What appears from the first line of the records below through the line containing "makes that call." must be reproduced verbatim.
(Given data)
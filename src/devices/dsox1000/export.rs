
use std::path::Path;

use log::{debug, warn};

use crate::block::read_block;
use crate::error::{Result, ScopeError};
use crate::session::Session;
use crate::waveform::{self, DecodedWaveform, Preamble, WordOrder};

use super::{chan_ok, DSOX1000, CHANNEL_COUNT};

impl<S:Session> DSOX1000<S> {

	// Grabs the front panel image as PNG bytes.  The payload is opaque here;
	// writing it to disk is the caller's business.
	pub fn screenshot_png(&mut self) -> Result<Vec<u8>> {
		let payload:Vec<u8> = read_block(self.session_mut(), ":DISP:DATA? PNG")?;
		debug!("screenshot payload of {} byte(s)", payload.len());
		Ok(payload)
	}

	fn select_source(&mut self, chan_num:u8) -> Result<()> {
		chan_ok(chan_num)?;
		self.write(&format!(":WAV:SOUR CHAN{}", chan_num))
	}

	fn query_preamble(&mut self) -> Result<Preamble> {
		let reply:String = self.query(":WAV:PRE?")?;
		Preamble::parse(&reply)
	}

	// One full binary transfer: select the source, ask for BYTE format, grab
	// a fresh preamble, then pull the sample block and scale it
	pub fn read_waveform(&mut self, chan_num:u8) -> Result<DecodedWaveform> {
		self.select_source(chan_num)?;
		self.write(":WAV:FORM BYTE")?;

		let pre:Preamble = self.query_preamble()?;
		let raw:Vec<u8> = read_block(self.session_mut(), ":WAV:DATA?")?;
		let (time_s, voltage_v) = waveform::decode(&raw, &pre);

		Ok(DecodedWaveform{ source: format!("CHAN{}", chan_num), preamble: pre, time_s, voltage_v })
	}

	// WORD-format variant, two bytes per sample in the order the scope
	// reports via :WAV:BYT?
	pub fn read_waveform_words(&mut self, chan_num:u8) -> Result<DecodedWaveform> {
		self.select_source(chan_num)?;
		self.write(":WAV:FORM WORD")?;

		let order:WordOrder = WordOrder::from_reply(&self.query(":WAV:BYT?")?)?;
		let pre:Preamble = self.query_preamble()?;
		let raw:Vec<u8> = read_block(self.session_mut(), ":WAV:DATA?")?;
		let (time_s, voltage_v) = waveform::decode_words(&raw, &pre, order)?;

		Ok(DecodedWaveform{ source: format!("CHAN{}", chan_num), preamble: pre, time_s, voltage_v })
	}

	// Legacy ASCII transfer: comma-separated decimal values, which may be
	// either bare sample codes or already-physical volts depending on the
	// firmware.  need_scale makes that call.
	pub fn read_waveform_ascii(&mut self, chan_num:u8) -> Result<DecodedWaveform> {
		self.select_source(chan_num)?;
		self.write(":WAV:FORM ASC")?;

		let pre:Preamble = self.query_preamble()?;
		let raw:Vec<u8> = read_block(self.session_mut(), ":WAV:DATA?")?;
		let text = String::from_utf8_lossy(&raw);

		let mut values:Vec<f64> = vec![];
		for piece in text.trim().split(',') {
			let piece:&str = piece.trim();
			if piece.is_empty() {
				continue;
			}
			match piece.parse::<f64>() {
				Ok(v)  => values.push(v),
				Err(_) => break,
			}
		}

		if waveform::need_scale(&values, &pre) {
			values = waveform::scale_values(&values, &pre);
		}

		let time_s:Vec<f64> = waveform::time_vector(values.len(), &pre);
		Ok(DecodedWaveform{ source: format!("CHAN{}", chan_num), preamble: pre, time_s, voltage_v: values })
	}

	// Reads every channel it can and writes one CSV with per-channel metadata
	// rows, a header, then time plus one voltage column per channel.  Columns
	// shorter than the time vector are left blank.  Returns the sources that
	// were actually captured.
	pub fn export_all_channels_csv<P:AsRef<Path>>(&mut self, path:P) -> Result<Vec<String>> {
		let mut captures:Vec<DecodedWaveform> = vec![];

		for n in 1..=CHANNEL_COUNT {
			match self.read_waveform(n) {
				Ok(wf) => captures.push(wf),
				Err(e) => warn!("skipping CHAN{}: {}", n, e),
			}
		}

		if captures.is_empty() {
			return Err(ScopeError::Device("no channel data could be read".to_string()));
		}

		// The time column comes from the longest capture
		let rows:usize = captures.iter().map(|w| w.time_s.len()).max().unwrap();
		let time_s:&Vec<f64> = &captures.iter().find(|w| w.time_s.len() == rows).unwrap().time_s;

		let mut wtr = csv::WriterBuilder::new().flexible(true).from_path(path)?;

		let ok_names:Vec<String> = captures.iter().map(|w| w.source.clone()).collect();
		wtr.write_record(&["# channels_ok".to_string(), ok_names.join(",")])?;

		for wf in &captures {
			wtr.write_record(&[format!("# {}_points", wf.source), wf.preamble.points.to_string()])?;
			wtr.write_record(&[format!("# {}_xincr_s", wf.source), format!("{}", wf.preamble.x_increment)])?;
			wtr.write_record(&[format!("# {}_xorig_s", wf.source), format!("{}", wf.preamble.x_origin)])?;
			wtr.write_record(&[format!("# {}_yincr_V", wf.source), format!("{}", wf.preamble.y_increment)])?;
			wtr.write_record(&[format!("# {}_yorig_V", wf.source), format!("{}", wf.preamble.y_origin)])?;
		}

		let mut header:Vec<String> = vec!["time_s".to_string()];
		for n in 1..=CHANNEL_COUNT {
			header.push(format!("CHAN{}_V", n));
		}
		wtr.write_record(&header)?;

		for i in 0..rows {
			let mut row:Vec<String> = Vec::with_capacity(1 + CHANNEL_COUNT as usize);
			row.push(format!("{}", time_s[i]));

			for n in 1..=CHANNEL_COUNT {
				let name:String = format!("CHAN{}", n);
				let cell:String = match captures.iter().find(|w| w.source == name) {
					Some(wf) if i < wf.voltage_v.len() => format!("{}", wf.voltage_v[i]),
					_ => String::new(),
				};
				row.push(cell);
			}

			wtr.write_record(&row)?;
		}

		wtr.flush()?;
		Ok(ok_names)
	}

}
(End Given data)
Problem solution
filename src/devices/dsox1000/export.rs

use std::path::Path;

use log::{debug, warn};

use crate::block::read_block;
use crate::error::{Result, ScopeError};
use crate::session::Session;
use crate::waveform::{self, DecodedWaveform, Preamble, WordOrder};

use super::{chan_ok, DSOX1000, CHANNEL_COUNT};

impl<S:Session> DSOX1000<S> {

	// Grabs the front panel image as PNG bytes.  The payload is opaque here;
	// writing it to disk is the caller's business.
	pub fn screenshot_png(&mut self) -> Result<Vec<u8>> {
		let payload:Vec<u8> = read_block(self.session_mut(), ":DISP:DATA? PNG")?;
		debug!("screenshot payload of {} byte(s)", payload.len());
		Ok(payload)
	}

	fn select_source(&mut self, chan_num:u8) -> Result<()> {
		chan_ok(chan_num)?;
		self.write(&format!(":WAV:SOUR CHAN{}", chan_num))
	}

	fn query_preamble(&mut self) -> Result<Preamble> {
		let reply:String = self.query(":WAV:PRE?")?;
		Preamble::parse(&reply)
	}

	// One full binary transfer: select the source, ask for BYTE format, grab
	// a fresh preamble, then pull the sample block and scale it
	pub fn read_waveform(&mut self, chan_num:u8) -> Result<DecodedWaveform> {
		self.select_source(chan_num)?;
		self.write(":WAV:FORM BYTE")?;

		let pre:Preamble = self.query_preamble()?;
		let raw:Vec<u8> = read_block(self.session_mut(), ":WAV:DATA?")?;
		let (time_s, voltage_v) = waveform::decode(&raw, &pre);

		Ok(DecodedWaveform{ source: format!("CHAN{}", chan_num), preamble: pre, time_s, voltage_v })
	}

	// WORD-format variant, two bytes per sample in the order the scope
	// reports via :WAV:BYT?
	pub fn read_waveform_words(&mut self, chan_num:u8) -> Result<DecodedWaveform> {
		self.select_source(chan_num)?;
		self.write(":WAV:FORM WORD")?;

		let order:WordOrder = WordOrder::from_reply(&self.query(":WAV:BYT?")?)?;
		let pre:Preamble = self.query_preamble()?;
		let raw:Vec<u8> = read_block(self.session_mut(), ":WAV:DATA?")?;
		let (time_s, voltage_v) = waveform::decode_words(&raw, &pre, order)?;

		Ok(DecodedWaveform{ source: format!("CHAN{}", chan_num), preamble: pre, time_s, voltage_v })
	}

	// Legacy ASCII transfer: comma-separated decimal values, which may be
	// either bare sample codes or already-physical volts depending on the
	// firmware.  need_scale makes that call.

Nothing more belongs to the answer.